Now that high school biology students can recite that genes are made of DNA, which is transcribed into messenger RNA (mRNA), which is then translated into protein, along comes a new class of molecules, sending students—and many scientists—scrambling for updated textbooks.
A study by Salk Institute for Biological Studies investigator Joseph Ecker, Ph.D., reported in the May 15, 2008 online issue of Developmental Cell, shows that the RNA world is more complex than imagined. Ecker and colleagues tinkered with factors that process mRNAs in the mustard weed Arabidopsis thaliana and observed affects on short, or small RNAs. Their findings could impact fields as diverse as plant pathology and cancer research.
Although they don’t fit neatly into the DNA-to-mRNA-to-protein progression, small RNAs or microRNAs are the next big thing in both plant and animal molecular biology. Discovered a decade ago, numerous studies show that small RNAs put the brakes on the mRNA-to-protein step, by latching onto mRNA and blocking its translation into protein or causing its destruction, a phenomenon called RNA silencing.
Ecker, a professor in the Plant Biology Laboratory and director of the Salk Institute Genomic Analysis Laboratory, started by posing a simple genetic question. Researchers knew that eliminating either one of two proteins—one an mRNA-degrading enzyme called EIN5, and another a protein called ABH1 that binds to and protects mRNA from degradation—caused developmental defects in plants. Ecker’s group asked what the effects of mutating both simultaneously might be.
Aided by revolutionary “deep-sequencing” technology, which detects rare RNAs at high resolution, the investigators combed through the collection of all small RNAs—known as the “smRNAome”—and found that ein5/abh1 double mutant plants ramped up small RNA levels just enough to reveal something not seen before: the mutant plant cells were churning out small RNAs made from some of their own protein-coding mRNAs.
Investigators already knew that plants defend themselves against invading pathogens like viruses by generating short RNAs that recognize and silence foreign viral RNA. Observing that plants may silence their own RNAs in this manner was unanticipated. “Our study shows that the way plants regulate RNAs produced in viruses is also probably the way they regulate their own genes,” said Ecker. “This has not been shown before in any organism—plant or animal.”
Ecker thinks this type of mRNA silencing is not an aberration of ein5/abh1 mutant plants. “What we are seeing is in these mutants is probably a generic phenomenon that will likely hold true across all systems,” said Ecker.
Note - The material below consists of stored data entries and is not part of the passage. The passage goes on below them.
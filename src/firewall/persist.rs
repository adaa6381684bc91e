//! Persisting firewall state across reboots.

/// Packages providing `iptables`, `ipset` and their boot-time restore units.
pub const PACKAGES: &[&str] = &[
    "ipset",
    "iptables",
    "ipset-persistent",
    "iptables-persistent",
];

pub fn install_script() -> String {
    format!(
        "export DEBIAN_FRONTEND=noninteractive && apt-get update && apt-get install -y {}",
        PACKAGES.join(" ")
    )
}

/// Save the live rules and sets so they are restored at boot.
pub fn save_script() -> String {
    "netfilter-persistent save".to_string()
}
And why have these types of small RNAs not been observed before" Probably because researchers have not had the tools—namely, the “right” mutants scrutinized by powerful new sequencing technology—to detect them until now.
Brian D. Gregory, Ph.D., a postdoctoral fellow in the Ecker lab and first author of the paper, feels that understanding small RNA activity—whether in a plant or animal cell setting—has implications for cancer research, a connection you might expect a plant biologist who is also recipient of the highly prestigious Damon Runyon fellowship for cancer research to make.
“What we learn about RNA silencing pathways in plants could be applied to cancer chemotherapy,” Gregory explained. “There are genes expressed in tumor cells that protect them from being killed by chemotherapy—we might be able to use small RNAs to antagonize the effect of these genes in cancer cells.”
Ecker also sees the study as particularly timely in terms of ecological change. “If you understand how plants respond normally to pathogens, you can rapidly make changes in that response,” he said. “If climate change occurs there is no doubt that insect pest populations will shift, and insects are what transmit viruses. Those insects will likely move into areas they have not seen before. Since small RNAs evolved to target invading pathogens, manipulating them may combat these effects.”